I expect that doing so will automatically create label names for the documents I upload for this task.
Also, it offers "Auto-label". I hope that this will even automatically generate the label names for me, guaranteeing some kind of consistency between different Custom Extractors.
I checked the "hint" button shown next to it, and it confirmed my thoughts:
When I check auto-labeling, I am asked to select a 'Version'. The only 'version' that I am able to select in this case is 'pretrained-foundation-model-v1.0-2023-08-22'."
I do this because I expect the foundation model to be capable of assigning label names to my documents automatically.
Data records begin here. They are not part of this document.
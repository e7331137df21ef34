//! ==============================================================================
//! components/mod.rs - UI Components
//! ==============================================================================

mod header;
mod request_view;

pub use header::Header;
pub use request_view::RequestView;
My documents upload fine, but then I am shown this message:
{
"name": "projects/xxxxxxxxx/locations/xxxxxxx/operations/xxxxxxx",
"done": true,
"result": "error",
"response": {},
"metadata": {
"@type": "type.googleapis.com/google.cloud.documentai.uiv1beta3.ImportDocumentsMetadata",
"commonMetadata": {
"state": "FAILED",
"createTime": "202x-xxx-xxT01:xx:45.367220Z",
"updateTime": "202x-xxx-xxT01:xx:57.243001Z",
"resource": "projects/xxxxxxx/locations/xxxxxx/processors/xxxxxxxxx/dataset"
},
"totalDocumentCount": 142
},
"error": {
"code": 3,
"message": "No valid schema provided for processing.",
"details": []
}
}
What do I have to do there?
Upvotes: 0
Views: 400
Reputation: 11
Only started using Document AI relatively recently myself, but from my understanding it's because you still need to create the schema of labels. I.e. the schema let's the model know what to look for. Otherwise it'd probably label everything (which might not be desired behaviour).
The pre-trained model is able to auto-label a document - so generally if you name it something that makes sense, it'll pick what it thinks is the related field. In the example, the schema labels would be supplier_name
, receiver_name
and ship_to_address
.
If you click into one of your imported documents, it should have a create new field on the left. You will need to set the label name and how many times you think the field will occur in the document (single vs multiple occurrence). Once you set this, it should pick up the field - though you can also adjust what it picks up via the UI.
You can also add the fields directly to the schema (in manage dataset), but I like to look at a few of the imported files and add the labels (to be collected) there. Hope that helps
Upvotes: 1